If you want to know what products a company like Apple plans to launch, trademark filings can be a good way to find out because anyone can search them. Apple’s registration of the trademark ‘Apple Watch’ was a bit of a giveaway, for example.
But there is one way tech companies can keep them secret for the first six months, and it’s a method Apple has used no fewer than 343 times: taking advantage of section 44(d) of the US Trademark Act …
Section 44(d) says that when you apply for a trademark in the USA, your protection begins up to six months before you filed for the trademark – provided you can prove you’ve already registered it in another country.
As Quartz reports, most countries put their trademark registrations online, so they are trivial to search. But a number of countries don’t, and Jamaica is one of them. If you want to search trademark filings there, you have to fly to Kingston to perform the search in person. So what Apple does is to file its trademarks there first, wait six months and then apply in the USA.

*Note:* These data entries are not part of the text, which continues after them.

//! Moving-average crossover detection.

use crate::types::{CrossDirection, CrossoverResult};

/// Compare the sign of `fast - slow` at the last two points of each series.
///
/// Series are aligned at their ends, so they may differ in length. A move
/// from `<= 0` to `> 0` is a golden cross; from `>= 0` to `< 0` a dead cross.
/// Fewer than two points in either series never reports a crossover.
pub fn crossover(fast: &[f64], slow: &[f64]) -> CrossoverResult {
    let direction = detect(fast, slow);

    CrossoverResult {
        occurred: direction.is_some(),
        direction,
        fast_series: fast.to_vec(),
        slow_series: slow.to_vec(),
    }
}

fn detect(fast: &[f64], slow: &[f64]) -> Option<CrossDirection> {
    if fast.len() < 2 || slow.len() < 2 {
        return None;
    }

    let prev = fast[fast.len() - 2] - slow[slow.len() - 2];
    let curr = fast[fast.len() - 1] - slow[slow.len() - 1];

    if prev <= 0.0 && curr > 0.0 {
        Some(CrossDirection::Golden)
    } else if prev >= 0.0 && curr < 0.0 {
        Some(CrossDirection::Dead)
    } else {
        None
    }
}

/// Directions of crossovers ending at each of the last `lookback` points.
///
/// Used by screening for "golden cross in the last N sessions".
pub fn recent_crossovers(fast: &[f64], slow: &[f64], lookback: usize) -> Vec<CrossDirection> {
    let len = fast.len().min(slow.len());
    let fast = &fast[fast.len() - len..];
    let slow = &slow[slow.len() - len..];

    (2..=len)
        .rev()
        .take(lookback)
        .filter_map(|end| detect(&fast[..end], &slow[..end]))
        .collect()
}

#[cfg(test)]
mod tests {
    use super::*;

    #[test]
    fn test_golden_cross() {
        let result = crossover(&[1.0, 2.0, 3.0], &[2.0, 2.0, 2.0]);
        assert!(result.occurred);
        assert_eq!(result.direction, Some(CrossDirection::Golden));
    }

    #[test]
    fn test_golden_cross_from_touch() {
        let result = crossover(&[2.0, 3.0], &[2.0, 2.0]);
        assert_eq!(result.direction, Some(CrossDirection::Golden));
    }

    #[test]
    fn test_dead_cross() {
        let result = crossover(&[3.0, 2.0, 1.0], &[2.0, 2.0, 2.0]);
        assert_eq!(result.direction, Some(CrossDirection::Dead));
    }

    #[test]
    fn test_no_cross_while_above() {
        let result = crossover(&[3.0, 4.0], &[2.0, 2.0]);
        assert!(!result.occurred);
        assert_eq!(result.direction, None);
    }

    #[test]
    fn test_equal_at_end_is_not_a_cross() {
        assert!(!crossover(&[1.0, 2.0], &[2.0, 2.0]).occurred);
    }

    #[test]
    fn test_short_series() {
        assert!(!crossover(&[1.0], &[0.0, 2.0]).occurred);
        assert!(!crossover(&[], &[]).occurred);
    }

    #[test]
    fn test_series_aligned_at_end() {
        // fast has extra leading history; only the last two points matter
        let result = crossover(&[9.0, 9.0, 1.0, 3.0], &[2.0, 2.0]);
        assert_eq!(result.direction, Some(CrossDirection::Golden));
        assert_eq!(result.fast_series.len(), 4);
    }

    #[test]
    fn test_recent_crossovers() {
        let fast = [1.0, 3.0, 3.0, 1.0, 1.0];
        let slow = [2.0, 2.0, 2.0, 2.0, 2.0];
        // golden at index 1, dead at index 3
        assert_eq!(recent_crossovers(&fast, &slow, 2), vec![CrossDirection::Dead]);
        assert_eq!(
            recent_crossovers(&fast, &slow, 4),
            vec![CrossDirection::Dead, CrossDirection::Golden]
        );
    }
}
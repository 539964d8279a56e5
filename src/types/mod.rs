pub mod price;
pub mod screening;
pub mod signals;

pub use price::*;
pub use screening::*;
pub use signals::*;
pub mod kis_frame;
pub mod kis_rest;
pub mod kis_ws;

pub use kis_rest::KisRestClient;
pub use kis_ws::{
    ConnectionState, KisRealtimeClient, ReconcileReport, SubscriptionManager, SubscriptionOutcome,
};
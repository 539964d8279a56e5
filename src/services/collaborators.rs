//! Capabilities this subsystem consumes from the rest of the product.
//!
//! Storage, credentials, the instrument universe and alert delivery are owned
//! elsewhere; only their interfaces live here, plus the small concrete
//! implementations the binary wires up.

use crate::error::{AppError, Result};
use crate::types::{
    DailyBar, FundamentalMetrics, Instrument, ScreenedInstrument, SignalEvent, ValuationRatios,
};
use async_trait::async_trait;
use tokio::sync::broadcast;
use tracing::debug;

/// Which venue credential is being requested.
#[derive(Debug, Clone, Copy, PartialEq, Eq, Hash)]
pub enum CredentialKind {
    /// Key for realtime websocket registrations.
    RealtimeApproval,
    /// Bearer token for REST calls.
    AccessToken,
}

/// Produces a currently valid, opaque credential.
#[async_trait]
pub trait CredentialProvider: Send + Sync {
    async fn get_valid_credential(&self, kind: CredentialKind) -> Result<String>;
}

/// Read/write capabilities of the durable store.
#[async_trait]
pub trait StorageBackend: Send + Sync {
    async fn read_price_history(&self, instrument_id: &str) -> Result<Vec<DailyBar>>;
    async fn replace_price_history(&self, instrument_id: &str, bars: &[DailyBar]) -> Result<()>;
    async fn read_latest_fundamentals(&self, instrument_id: &str)
        -> Result<Option<FundamentalMetrics>>;
    async fn read_valuation(&self, instrument_id: &str) -> Result<Option<ValuationRatios>>;
    async fn write_valuation(&self, ratios: &ValuationRatios) -> Result<()>;
    async fn read_screened_set(&self) -> Result<Vec<ScreenedInstrument>>;
    async fn replace_screened_set(&self, set: &[ScreenedInstrument]) -> Result<()>;
    async fn write_signal_alert(&self, event: &SignalEvent) -> Result<()>;
}

/// Lists the tradable universe of a market.
#[async_trait]
pub trait UniverseProvider: Send + Sync {
    async fn list_instruments(&self, market: &str) -> Result<Vec<Instrument>>;
}

/// Upstream source of daily bars, used to refresh stored history.
#[async_trait]
pub trait BarSource: Send + Sync {
    async fn fetch_daily_bars(&self, instrument_id: &str) -> Result<Vec<DailyBar>>;
}

/// Downstream notification of signal events. Best effort, at most once.
pub trait AlertSink: Send + Sync {
    fn publish(&self, event: &SignalEvent);
}

/// Credentials supplied up front through configuration.
pub struct StaticCredentials {
    approval_key: String,
    access_token: String,
}

impl StaticCredentials {
    pub fn new(approval_key: String, access_token: String) -> Self {
        Self {
            approval_key,
            access_token,
        }
    }
}

#[async_trait]
impl CredentialProvider for StaticCredentials {
    async fn get_valid_credential(&self, kind: CredentialKind) -> Result<String> {
        let value = match kind {
            CredentialKind::RealtimeApproval => &self.approval_key,
            CredentialKind::AccessToken => &self.access_token,
        };
        if value.is_empty() {
            return Err(AppError::Credential(format!("{:?} is not configured", kind)));
        }
        Ok(value.clone())
    }
}

/// Fans signal events out to any connected listeners.
pub struct BroadcastAlertSink {
    tx: broadcast::Sender<SignalEvent>,
}

impl BroadcastAlertSink {
    pub fn new(capacity: usize) -> Self {
        let (tx, _) = broadcast::channel(capacity);
        Self { tx }
    }

    /// Attach a new listener.
    pub fn subscribe(&self) -> broadcast::Receiver<SignalEvent> {
        self.tx.subscribe()
    }
}

impl AlertSink for BroadcastAlertSink {
    fn publish(&self, event: &SignalEvent) {
        // No receivers means nobody is listening; the alert is dropped.
        if self.tx.send(event.clone()).is_err() {
            debug!(
                "No alert listeners for {} on {}",
                event.kind, event.instrument_id
            );
        }
    }
}

#[cfg(test)]
mod tests {
    use super::*;
    use crate::types::{SignalKind, SignalPayload};

    #[tokio::test]
    async fn test_static_credentials() {
        let creds = StaticCredentials::new("approval".to_string(), String::new());
        assert_eq!(
            creds
                .get_valid_credential(CredentialKind::RealtimeApproval)
                .await
                .unwrap(),
            "approval"
        );
        assert!(matches!(
            creds.get_valid_credential(CredentialKind::AccessToken).await,
            Err(AppError::Credential(_))
        ));
    }

    #[tokio::test]
    async fn test_broadcast_sink_delivers_to_listeners() {
        let sink = BroadcastAlertSink::new(8);
        let event = SignalEvent::new(
            "005930",
            SignalKind::GoldenCross,
            SignalPayload {
                price: 71_000.0,
                rsi: None,
                fast_ma: Some(70_500.0),
                slow_ma: Some(70_200.0),
                volume_ratio: None,
            },
        );

        // Publishing without listeners must not fail
        sink.publish(&event);

        let mut rx = sink.subscribe();
        sink.publish(&event);
        let received = rx.recv().await.unwrap();
        assert_eq!(received.id, event.id);
    }
}
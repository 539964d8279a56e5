//! Exponential Moving Average (EMA).
//!
//! Smoothing factor is `2 / (period + 1)`, seeded with the SMA of the first
//! `period` values.

/// Final EMA value, or `None` with fewer than `period` values.
pub fn ema(values: &[f64], period: usize) -> Option<f64> {
    ema_series(values, period).last().copied()
}

/// EMA at every point from index `period - 1` onward.
pub fn ema_series(values: &[f64], period: usize) -> Vec<f64> {
    if period == 0 || values.len() < period {
        return Vec::new();
    }

    let multiplier = 2.0 / (period as f64 + 1.0);

    // First EMA is SMA
    let seed: f64 = values.iter().take(period).sum::<f64>() / period as f64;

    let mut series = Vec::with_capacity(values.len() - period + 1);
    series.push(seed);

    let mut current = seed;
    for value in values.iter().skip(period) {
        current = (value - current) * multiplier + current;
        series.push(current);
    }

    series
}
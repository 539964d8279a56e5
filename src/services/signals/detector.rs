//! Edge-triggered signal detection over the price cache.

use super::indicators::IndicatorSet;
use crate::config::{IndicatorConfig, RestartPolicy};
use crate::error::{AppError, Result};
use crate::services::collaborators::{AlertSink, StorageBackend};
use crate::services::price_cache::PriceCache;
use crate::types::{
    CrossDirection, IndicatorSnapshot, PriceSeries, RsiState, SignalEvent, SignalKind,
    SignalPayload,
};
use dashmap::DashMap;
use std::sync::Arc;
use tokio::sync::broadcast;
use tracing::{debug, error, info, warn};

/// Re-evaluates an instrument whenever its series changes and emits a
/// [`SignalEvent`] for each condition that newly holds.
///
/// The last snapshot per instrument is the only mutable state kept here.
pub struct SignalDetector {
    cache: Arc<PriceCache>,
    storage: Arc<dyn StorageBackend>,
    sink: Arc<dyn AlertSink>,
    config: IndicatorConfig,
    restart_policy: RestartPolicy,
    snapshots: DashMap<String, IndicatorSnapshot>,
}

impl SignalDetector {
    pub fn new(
        cache: Arc<PriceCache>,
        storage: Arc<dyn StorageBackend>,
        sink: Arc<dyn AlertSink>,
        config: IndicatorConfig,
        restart_policy: RestartPolicy,
    ) -> Arc<Self> {
        Arc::new(Self {
            cache,
            storage,
            sink,
            config,
            restart_policy,
            snapshots: DashMap::new(),
        })
    }

    /// Last retained snapshot for an instrument.
    pub fn snapshot(&self, instrument_id: &str) -> Option<IndicatorSnapshot> {
        self.snapshots.get(instrument_id).map(|s| *s)
    }

    /// Drop retained state, so the next evaluation starts from a fresh baseline.
    pub fn forget(&self, instrument_id: &str) {
        self.snapshots.remove(instrument_id);
    }

    /// Evaluate one instrument, publish and persist any new events, and
    /// return them.
    pub async fn evaluate(&self, instrument_id: &str) -> Result<Vec<SignalEvent>> {
        let series = match self.cache.get_series(instrument_id) {
            Some(series) => series,
            None => {
                // Evicted from the cache: nothing left to compare against.
                self.forget(instrument_id);
                return Ok(Vec::new());
            }
        };

        let set = self.compute(&series)?;
        let current = snapshot_of(&set);

        let previous = match self.snapshot(instrument_id) {
            Some(prev) => prev,
            None => self.baseline(&series)?,
        };

        let kinds = transitions(&previous, &current);
        self.snapshots.insert(instrument_id.to_string(), current);

        if kinds.is_empty() {
            return Ok(Vec::new());
        }

        let payload = payload_of(&series, &set);
        let mut events = Vec::with_capacity(kinds.len());
        for kind in kinds {
            let event = SignalEvent::new(instrument_id, kind, payload.clone());
            info!(
                "Signal {} on {} at {:.2}",
                event.kind, event.instrument_id, event.payload.price
            );

            self.sink.publish(&event);
            if let Err(e) = self.storage.write_signal_alert(&event).await {
                warn!("Failed to persist {} alert for {}: {}", kind, instrument_id, e);
            }
            events.push(event);
        }
        Ok(events)
    }

    fn compute(&self, series: &PriceSeries) -> Result<IndicatorSet> {
        let closes = series.closes();
        if closes.iter().any(|c| !c.is_finite()) {
            return Err(AppError::Indicator {
                instrument: series.instrument_id.clone(),
                reason: "non-finite close in series".to_string(),
            });
        }
        Ok(IndicatorSet::compute(&closes, &series.volumes(), &self.config))
    }

    /// Snapshot assumed for an instrument seen for the first time.
    fn baseline(&self, series: &PriceSeries) -> Result<IndicatorSnapshot> {
        match self.restart_policy {
            RestartPolicy::Rearm => Ok(IndicatorSnapshot::neutral()),
            RestartPolicy::Suppress => {
                let stored = series.without_overlay();
                Ok(snapshot_of(&self.compute(&stored)?))
            }
        }
    }

    /// Consume "series updated" notifications until shutdown.
    pub async fn run(
        self: Arc<Self>,
        mut updates: broadcast::Receiver<String>,
        mut shutdown: broadcast::Receiver<()>,
    ) {
        info!("Signal detector started ({:?} on first sight)", self.restart_policy);
        loop {
            tokio::select! {
                update = updates.recv() => {
                    match update {
                        Ok(instrument_id) => {
                            if let Err(e) = self.evaluate(&instrument_id).await {
                                error!("Skipping signal evaluation for {}: {}", instrument_id, e);
                            }
                        }
                        Err(broadcast::error::RecvError::Lagged(n)) => {
                            warn!("Signal detector lagged, skipped {} updates", n);
                        }
                        Err(broadcast::error::RecvError::Closed) => {
                            debug!("Series update channel closed");
                            break;
                        }
                    }
                }
                _ = shutdown.recv() => {
                    info!("Signal detector stopping");
                    break;
                }
            }
        }
    }
}

fn snapshot_of(set: &IndicatorSet) -> IndicatorSnapshot {
    IndicatorSnapshot {
        rsi_state: set.rsi.value().map(|r| r.state),
        cross: set.crossover.direction,
        volume_spike: set.volume.is_spike,
    }
}

/// Conditions that hold in `current` but did not in `previous`.
fn transitions(previous: &IndicatorSnapshot, current: &IndicatorSnapshot) -> Vec<SignalKind> {
    let mut kinds = Vec::new();

    // Insufficient history before counts as neutral; insufficient now says nothing.
    if let Some(now) = current.rsi_state {
        let before = previous.rsi_state.unwrap_or(RsiState::Neutral);
        if before != now {
            match before {
                RsiState::Overbought => kinds.push(SignalKind::RsiExitOverbought),
                RsiState::Oversold => kinds.push(SignalKind::RsiExitOversold),
                RsiState::Neutral => {}
            }
            match now {
                RsiState::Overbought => kinds.push(SignalKind::RsiEnterOverbought),
                RsiState::Oversold => kinds.push(SignalKind::RsiEnterOversold),
                RsiState::Neutral => {}
            }
        }
    }

    if let Some(dir) = current.cross {
        if previous.cross != Some(dir) {
            kinds.push(match dir {
                CrossDirection::Golden => SignalKind::GoldenCross,
                CrossDirection::Dead => SignalKind::DeadCross,
            });
        }
    }

    if current.volume_spike && !previous.volume_spike {
        kinds.push(SignalKind::VolumeSpike);
    }

    kinds
}

fn payload_of(series: &PriceSeries, set: &IndicatorSet) -> SignalPayload {
    SignalPayload {
        price: series.latest_price().unwrap_or_default(),
        rsi: set.rsi.value().map(|r| r.value),
        fast_ma: set.crossover.fast_series.last().copied(),
        slow_ma: set.crossover.slow_series.last().copied(),
        volume_ratio: Some(set.volume.ratio),
    }
}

To provide an additional layer of security, Apple generally uses shell companies to file the Jamaican applications, so that nothing is listed against its own name.
While all big tech companies do this, Apple does so more than most, says former USPTO trademark examiner Roberto Ledesma.
Some companies avail themselves of section 44(d) more than others. Apple, for example, has lodged more than three times as many foreign trademark filings as Google, the next in the ranking.
The reason only large companies do it is that it’s not cheap, according to one legal expert.
“I haven’t seen this technique applied in a really pervasive way—I think it’s quite an obscure approach,” says Madhani of Alt Legal. “It’s generally going to be used by companies with real legal resources … and the willingness to spend to protect something for six months.”
Especially as it offers no guarantee of success: there are fairly frequent leaks of trademark applications by Apple shell companies in Jamaica. This was how we first heard about the AirPods trademark a full year before the product launch, for example.
But with Apple’s legal and financial resources, it doubtless falls into the ‘can’t hurt to try’ category.